**About this task**
List each line of the data that holds the word "backends".
[[ Extracted entries, beginning ]]
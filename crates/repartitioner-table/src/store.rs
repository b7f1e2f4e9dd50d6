//! KeyedTable: redb-backed materialized table with a changelog.
//!
//! Upserts are last-write-wins per key. Each upsert appends a
//! `ChangelogRecord` in the same write transaction as the entry itself.
//! The store supports both on-disk and in-memory backends (the latter for
//! testing and standalone runs).

use std::collections::HashMap;
use std::path::Path;
use std::sync::Arc;
use std::time::{SystemTime, UNIX_EPOCH};

use redb::{Database, ReadableDatabase, ReadableTable, ReadableTableMetadata};
use tracing::{debug, info};

use crate::error::{TableError, TableResult};
use crate::tables::*;
use crate::types::*;

/// Convert any `Display` error into a `TableError` variant via a closure factory.
macro_rules! map_err {
    ($variant:ident) => {
        |e| TableError::$variant(e.to_string())
    };
}

/// Thread-safe keyed table backed by redb.
#[derive(Clone)]
pub struct KeyedTable {
    db: Arc<Database>,
}

impl KeyedTable {
    /// Open (or create) a persistent table at the given path.
    ///
    /// If the entries table is empty but the changelog is not, the entries
    /// are rebuilt from the changelog before returning.
    pub fn open(path: &Path) -> TableResult<Self> {
        let db = Database::create(path).map_err(map_err!(Open))?;
        let table = Self { db: Arc::new(db) };
        table.ensure_tables()?;
        if table.is_empty()? && table.last_seq()? > 0 {
            let replayed = table.restore_from_changelog()?;
            info!(?path, replayed, "keyed table restored from changelog");
        }
        debug!(?path, "keyed table opened");
        Ok(table)
    }

    /// Create an ephemeral in-memory table.
    pub fn open_in_memory() -> TableResult<Self> {
        let backend = redb::backends::InMemoryBackend::new();
        let db = Database::builder()
            .create_with_backend(backend)
            .map_err(map_err!(Open))?;
        let table = Self { db: Arc::new(db) };
        table.ensure_tables()?;
        debug!("in-memory keyed table opened");
        Ok(table)
    }

    fn ensure_tables(&self) -> TableResult<()> {
        let txn = self.db.begin_write().map_err(map_err!(Transaction))?;
        // Opening a table in a write transaction creates it if absent.
        txn.open_table(ENTRIES).map_err(map_err!(Table))?;
        txn.open_table(CHANGELOG).map_err(map_err!(Table))?;
        txn.commit().map_err(map_err!(Transaction))?;
        Ok(())
    }

    // ── Entries ────────────────────────────────────────────────────

    /// Insert or overwrite the value for `key`. Returns the changelog sequence.
    pub fn upsert(&self, key: &str, value: &str) -> TableResult<u64> {
        let txn = self.db.begin_write().map_err(map_err!(Transaction))?;
        let seq;
        {
            let mut changelog = txn.open_table(CHANGELOG).map_err(map_err!(Table))?;
            seq = changelog
                .last()
                .map_err(map_err!(Read))?
                .map(|(k, _)| k.value() + 1)
                .unwrap_or(1);

            let record = ChangelogRecord {
                seq,
                key: key.to_string(),
                value: value.to_string(),
                recorded_at: epoch_millis(),
            };
            let encoded = serde_json::to_vec(&record).map_err(map_err!(Serialize))?;
            changelog
                .insert(seq, encoded.as_slice())
                .map_err(map_err!(Write))?;

            let mut entries = txn.open_table(ENTRIES).map_err(map_err!(Table))?;
            entries.insert(key, value).map_err(map_err!(Write))?;
        }
        txn.commit().map_err(map_err!(Transaction))?;
        debug!(%key, seq, "table entry upserted");
        Ok(seq)
    }

    /// Point lookup by normalized key.
    pub fn get(&self, key: &str) -> TableResult<Option<String>> {
        let txn = self.db.begin_read().map_err(map_err!(Transaction))?;
        let table = txn.open_table(ENTRIES).map_err(map_err!(Table))?;
        Ok(table
            .get(key)
            .map_err(map_err!(Read))?
            .map(|guard| guard.value().to_string()))
    }

    /// List up to `limit` entries in key order.
    pub fn list_entries(&self, limit: usize) -> TableResult<Vec<TableEntry>> {
        let txn = self.db.begin_read().map_err(map_err!(Transaction))?;
        let table = txn.open_table(ENTRIES).map_err(map_err!(Table))?;
        let mut results = Vec::new();
        for entry in table.iter().map_err(map_err!(Read))? {
            let (key, value) = entry.map_err(map_err!(Read))?;
            results.push(TableEntry {
                key: key.value().to_string(),
                value: value.value().to_string(),
            });
            if results.len() >= limit {
                break;
            }
        }
        Ok(results)
    }

    /// Number of materialized rows.
    pub fn len(&self) -> TableResult<u64> {
        let txn = self.db.begin_read().map_err(map_err!(Transaction))?;
        let table = txn.open_table(ENTRIES).map_err(map_err!(Table))?;
        table.len().map_err(map_err!(Read))
    }

    pub fn is_empty(&self) -> TableResult<bool> {
        Ok(self.len()? == 0)
    }

    // ── Changelog ──────────────────────────────────────────────────

    /// Highest sequence number written so far (0 when the changelog is empty).
    pub fn last_seq(&self) -> TableResult<u64> {
        let txn = self.db.begin_read().map_err(map_err!(Transaction))?;
        let table = txn.open_table(CHANGELOG).map_err(map_err!(Table))?;
        Ok(table
            .last()
            .map_err(map_err!(Read))?
            .map(|(k, _)| k.value())
            .unwrap_or(0))
    }

    /// Changelog records with a sequence number strictly greater than `seq`.
    pub fn changelog_since(&self, seq: u64) -> TableResult<Vec<ChangelogRecord>> {
        let txn = self.db.begin_read().map_err(map_err!(Transaction))?;
        let table = txn.open_table(CHANGELOG).map_err(map_err!(Table))?;
        let mut results = Vec::new();
        for entry in table.range(seq.saturating_add(1)..).map_err(map_err!(Read))? {
            let (_, value) = entry.map_err(map_err!(Read))?;
            let record: ChangelogRecord =
                serde_json::from_slice(value.value()).map_err(map_err!(Deserialize))?;
            results.push(record);
        }
        Ok(results)
    }

    /// Rebuild the entries table by replaying the whole changelog.
    ///
    /// Returns the number of records replayed.
    pub fn restore_from_changelog(&self) -> TableResult<usize> {
        let txn = self.db.begin_write().map_err(map_err!(Transaction))?;
        let mut replayed = 0;
        {
            let changelog = txn.open_table(CHANGELOG).map_err(map_err!(Table))?;
            let mut entries = txn.open_table(ENTRIES).map_err(map_err!(Table))?;

            let stale: Vec<String> = entries
                .iter()
                .map_err(map_err!(Read))?
                .filter_map(|entry| entry.ok().map(|(k, _)| k.value().to_string()))
                .collect();
            for key in &stale {
                entries.remove(key.as_str()).map_err(map_err!(Write))?;
            }

            for entry in changelog.iter().map_err(map_err!(Read))? {
                let (_, value) = entry.map_err(map_err!(Read))?;
                let record: ChangelogRecord =
                    serde_json::from_slice(value.value()).map_err(map_err!(Deserialize))?;
                entries
                    .insert(record.key.as_str(), record.value.as_str())
                    .map_err(map_err!(Write))?;
                replayed += 1;
            }
        }
        txn.commit().map_err(map_err!(Transaction))?;
        Ok(replayed)
    }

    /// Drop every changelog record superseded by a later one for the same key.
    ///
    /// Returns the number of records removed.
    pub fn compact_changelog(&self) -> TableResult<usize> {
        let txn = self.db.begin_write().map_err(map_err!(Transaction))?;
        let removed;
        {
            let mut changelog = txn.open_table(CHANGELOG).map_err(map_err!(Table))?;

            let mut latest: HashMap<String, u64> = HashMap::new();
            let mut all = Vec::new();
            for entry in changelog.iter().map_err(map_err!(Read))? {
                let (seq, value) = entry.map_err(map_err!(Read))?;
                let record: ChangelogRecord =
                    serde_json::from_slice(value.value()).map_err(map_err!(Deserialize))?;
                latest.insert(record.key, seq.value());
                all.push(seq.value());
            }

            let keep: std::collections::HashSet<u64> = latest.into_values().collect();
            let superseded: Vec<u64> = all.into_iter().filter(|s| !keep.contains(s)).collect();
            for seq in &superseded {
                changelog.remove(*seq).map_err(map_err!(Write))?;
            }
            removed = superseded.len();
        }
        txn.commit().map_err(map_err!(Transaction))?;
        debug!(removed, "changelog compacted");
        Ok(removed)
    }
}

fn epoch_millis() -> u64 {
    SystemTime::now()
        .duration_since(UNIX_EPOCH)
        .unwrap_or_default()
        .as_millis() as u64
}

#[cfg(test)]
mod tests {
    use super::*;

    #[test]
    fn upsert_and_get() {
        let table = KeyedTable::open_in_memory().unwrap();
        table.upsert("FOO", "bar").unwrap();
        assert_eq!(table.get("FOO").unwrap().as_deref(), Some("bar"));
    }

    #[test]
    fn get_nonexistent_returns_none() {
        let table = KeyedTable::open_in_memory().unwrap();
        assert!(table.get("NOPE").unwrap().is_none());
        assert!(table.is_empty().unwrap());
    }

    #[test]
    fn last_write_wins() {
        let table = KeyedTable::open_in_memory().unwrap();
        table.upsert("K", "first").unwrap();
        table.upsert("K", "second").unwrap();
        table.upsert("OTHER", "x").unwrap();
        table.upsert("K", "third").unwrap();

        assert_eq!(table.get("K").unwrap().as_deref(), Some("third"));
        assert_eq!(table.len().unwrap(), 2);
    }

    #[test]
    fn lookup_is_case_sensitive() {
        let table = KeyedTable::open_in_memory().unwrap();
        table.upsert("ABC", "1").unwrap();
        assert!(table.get("abc").unwrap().is_none());
    }

    #[test]
    fn changelog_sequences_are_monotonic() {
        let table = KeyedTable::open_in_memory().unwrap();
        assert_eq!(table.last_seq().unwrap(), 0);
        assert_eq!(table.upsert("A", "1").unwrap(), 1);
        assert_eq!(table.upsert("B", "2").unwrap(), 2);
        assert_eq!(table.upsert("A", "3").unwrap(), 3);

        let all = table.changelog_since(0).unwrap();
        assert_eq!(all.iter().map(|r| r.seq).collect::<Vec<_>>(), vec![1, 2, 3]);

        let tail = table.changelog_since(2).unwrap();
        assert_eq!(tail.len(), 1);
        assert_eq!(tail[0].entry(), TableEntry { key: "A".into(), value: "3".into() });
    }

    #[test]
    fn list_entries_respects_limit() {
        let table = KeyedTable::open_in_memory().unwrap();
        for k in ["A", "B", "C"] {
            table.upsert(k, "v").unwrap();
        }
        assert_eq!(table.list_entries(10).unwrap().len(), 3);
        let limited = table.list_entries(2).unwrap();
        assert_eq!(limited.len(), 2);
        assert_eq!(limited[0].key, "A");
    }

    #[test]
    fn restore_rebuilds_entries_from_changelog() {
        let table = KeyedTable::open_in_memory().unwrap();
        table.upsert("A", "1").unwrap();
        table.upsert("A", "2").unwrap();
        table.upsert("B", "3").unwrap();

        assert_eq!(table.restore_from_changelog().unwrap(), 3);
        assert_eq!(table.get("A").unwrap().as_deref(), Some("2"));
        assert_eq!(table.get("B").unwrap().as_deref(), Some("3"));
        assert_eq!(table.len().unwrap(), 2);
    }

    #[test]
    fn compaction_keeps_latest_record_per_key() {
        let table = KeyedTable::open_in_memory().unwrap();
        table.upsert("A", "1").unwrap();
        table.upsert("B", "2").unwrap();
        table.upsert("A", "3").unwrap();
        table.upsert("A", "4").unwrap();

        assert_eq!(table.compact_changelog().unwrap(), 2);
        let remaining = table.changelog_since(0).unwrap();
        assert_eq!(remaining.iter().map(|r| r.seq).collect::<Vec<_>>(), vec![2, 4]);

        // Sequences keep increasing after compaction.
        assert_eq!(table.upsert("C", "5").unwrap(), 5);
        assert_eq!(table.restore_from_changelog().unwrap(), 3);
        assert_eq!(table.get("A").unwrap().as_deref(), Some("4"));
    }

    #[test]
    fn persistence_survives_reopen() {
        let dir = tempfile::tempdir().unwrap();
        let db_path = dir.path().join("table.redb");

        {
            let table = KeyedTable::open(&db_path).unwrap();
            table.upsert("FOO", "bar").unwrap();
            table.upsert("FOO", "baz").unwrap();
        }

        let table = KeyedTable::open(&db_path).unwrap();
        assert_eq!(table.get("FOO").unwrap().as_deref(), Some("baz"));
        assert_eq!(table.last_seq().unwrap(), 2);
    }
}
[[ Extracted entries, end ]]
**Reply to the task**
//! The store supports both on-disk and in-memory backends (the latter for
        let backend = redb::backends::InMemoryBackend::new();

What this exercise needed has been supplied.